[Opening GIVEN INFORMATION section]

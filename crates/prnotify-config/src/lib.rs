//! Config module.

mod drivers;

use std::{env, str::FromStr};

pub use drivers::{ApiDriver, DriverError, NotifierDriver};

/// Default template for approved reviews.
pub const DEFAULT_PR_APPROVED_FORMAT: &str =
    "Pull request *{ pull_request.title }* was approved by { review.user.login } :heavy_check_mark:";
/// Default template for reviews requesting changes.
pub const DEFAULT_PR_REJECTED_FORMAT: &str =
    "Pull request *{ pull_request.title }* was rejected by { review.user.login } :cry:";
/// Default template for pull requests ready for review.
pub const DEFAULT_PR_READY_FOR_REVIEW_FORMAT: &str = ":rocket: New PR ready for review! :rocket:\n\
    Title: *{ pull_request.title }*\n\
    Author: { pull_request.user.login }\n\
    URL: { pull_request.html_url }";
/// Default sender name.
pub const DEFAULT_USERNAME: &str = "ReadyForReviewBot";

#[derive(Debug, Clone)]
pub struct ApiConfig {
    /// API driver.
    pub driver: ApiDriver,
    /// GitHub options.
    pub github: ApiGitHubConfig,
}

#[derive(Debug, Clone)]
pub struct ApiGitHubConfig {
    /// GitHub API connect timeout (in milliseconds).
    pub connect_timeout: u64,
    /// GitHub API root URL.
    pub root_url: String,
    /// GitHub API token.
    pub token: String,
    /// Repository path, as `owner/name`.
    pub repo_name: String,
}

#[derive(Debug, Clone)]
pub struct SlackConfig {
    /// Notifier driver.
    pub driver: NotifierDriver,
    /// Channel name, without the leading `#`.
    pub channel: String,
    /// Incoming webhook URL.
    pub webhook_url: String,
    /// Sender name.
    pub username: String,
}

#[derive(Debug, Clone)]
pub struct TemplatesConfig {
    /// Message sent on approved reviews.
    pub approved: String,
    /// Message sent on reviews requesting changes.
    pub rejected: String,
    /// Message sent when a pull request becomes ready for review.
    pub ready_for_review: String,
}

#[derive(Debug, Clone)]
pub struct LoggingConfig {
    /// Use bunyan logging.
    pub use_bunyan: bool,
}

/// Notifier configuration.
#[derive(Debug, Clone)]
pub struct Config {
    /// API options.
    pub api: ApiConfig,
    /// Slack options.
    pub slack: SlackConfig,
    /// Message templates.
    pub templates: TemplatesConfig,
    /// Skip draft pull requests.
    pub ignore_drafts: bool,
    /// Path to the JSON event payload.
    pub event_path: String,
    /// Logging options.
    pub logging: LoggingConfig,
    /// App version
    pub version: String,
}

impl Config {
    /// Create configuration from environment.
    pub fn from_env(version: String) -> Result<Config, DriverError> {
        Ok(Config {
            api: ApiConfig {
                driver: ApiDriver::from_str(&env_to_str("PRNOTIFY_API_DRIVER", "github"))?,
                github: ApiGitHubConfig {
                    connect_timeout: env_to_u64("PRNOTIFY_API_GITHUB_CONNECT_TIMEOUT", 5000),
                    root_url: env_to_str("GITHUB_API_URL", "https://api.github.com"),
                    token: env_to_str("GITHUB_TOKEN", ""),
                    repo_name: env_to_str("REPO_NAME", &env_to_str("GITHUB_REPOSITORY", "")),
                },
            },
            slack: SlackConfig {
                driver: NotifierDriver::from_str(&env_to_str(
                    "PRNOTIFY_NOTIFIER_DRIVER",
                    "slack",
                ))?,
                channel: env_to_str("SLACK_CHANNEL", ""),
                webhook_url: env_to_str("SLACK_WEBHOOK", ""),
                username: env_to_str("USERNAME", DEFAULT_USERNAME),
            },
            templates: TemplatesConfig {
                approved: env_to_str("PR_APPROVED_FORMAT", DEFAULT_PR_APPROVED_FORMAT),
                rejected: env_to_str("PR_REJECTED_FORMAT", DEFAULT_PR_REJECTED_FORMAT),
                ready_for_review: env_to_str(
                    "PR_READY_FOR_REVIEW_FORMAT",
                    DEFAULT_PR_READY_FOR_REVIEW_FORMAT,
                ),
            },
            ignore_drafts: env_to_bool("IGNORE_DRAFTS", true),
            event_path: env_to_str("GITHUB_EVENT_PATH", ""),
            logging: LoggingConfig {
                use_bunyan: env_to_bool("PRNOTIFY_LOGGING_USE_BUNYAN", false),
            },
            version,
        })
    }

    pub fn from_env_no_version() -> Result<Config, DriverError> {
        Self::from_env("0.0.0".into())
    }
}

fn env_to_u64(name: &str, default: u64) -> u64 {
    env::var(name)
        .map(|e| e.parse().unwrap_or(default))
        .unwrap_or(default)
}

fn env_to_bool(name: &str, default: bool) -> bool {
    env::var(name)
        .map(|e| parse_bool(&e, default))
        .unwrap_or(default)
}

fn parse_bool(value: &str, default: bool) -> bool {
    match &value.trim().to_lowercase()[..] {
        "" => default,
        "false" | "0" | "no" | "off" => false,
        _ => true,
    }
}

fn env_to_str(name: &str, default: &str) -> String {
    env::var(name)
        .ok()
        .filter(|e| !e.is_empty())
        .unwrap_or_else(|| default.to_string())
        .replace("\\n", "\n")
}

[Closing GIVEN INFORMATION section]

▶ **EXERCISE GOAL**:
All lines from the beginning of the listing through the one with "API root URL." are to be restated word for word, and only those.

▶ **ANSWER TO THIS EXERCISE**:
filename crates/prnotify-config/src/lib.rs
//! Config module.

mod drivers;

use std::{env, str::FromStr};

pub use drivers::{ApiDriver, DriverError, NotifierDriver};

/// Default template for approved reviews.
pub const DEFAULT_PR_APPROVED_FORMAT: &str =
    "Pull request *{ pull_request.title }* was approved by { review.user.login } :heavy_check_mark:";
/// Default template for reviews requesting changes.
pub const DEFAULT_PR_REJECTED_FORMAT: &str =
    "Pull request *{ pull_request.title }* was rejected by { review.user.login } :cry:";
/// Default template for pull requests ready for review.
pub const DEFAULT_PR_READY_FOR_REVIEW_FORMAT: &str = ":rocket: New PR ready for review! :rocket:\n\
    Title: *{ pull_request.title }*\n\
    Author: { pull_request.user.login }\n\
    URL: { pull_request.html_url }";
/// Default sender name.
pub const DEFAULT_USERNAME: &str = "ReadyForReviewBot";

#[derive(Debug, Clone)]
pub struct ApiConfig {
    /// API driver.
    pub driver: ApiDriver,
    /// GitHub options.
    pub github: ApiGitHubConfig,
}

#[derive(Debug, Clone)]
pub struct ApiGitHubConfig {
    /// GitHub API connect timeout (in milliseconds).
    pub connect_timeout: u64,
    /// GitHub API root URL.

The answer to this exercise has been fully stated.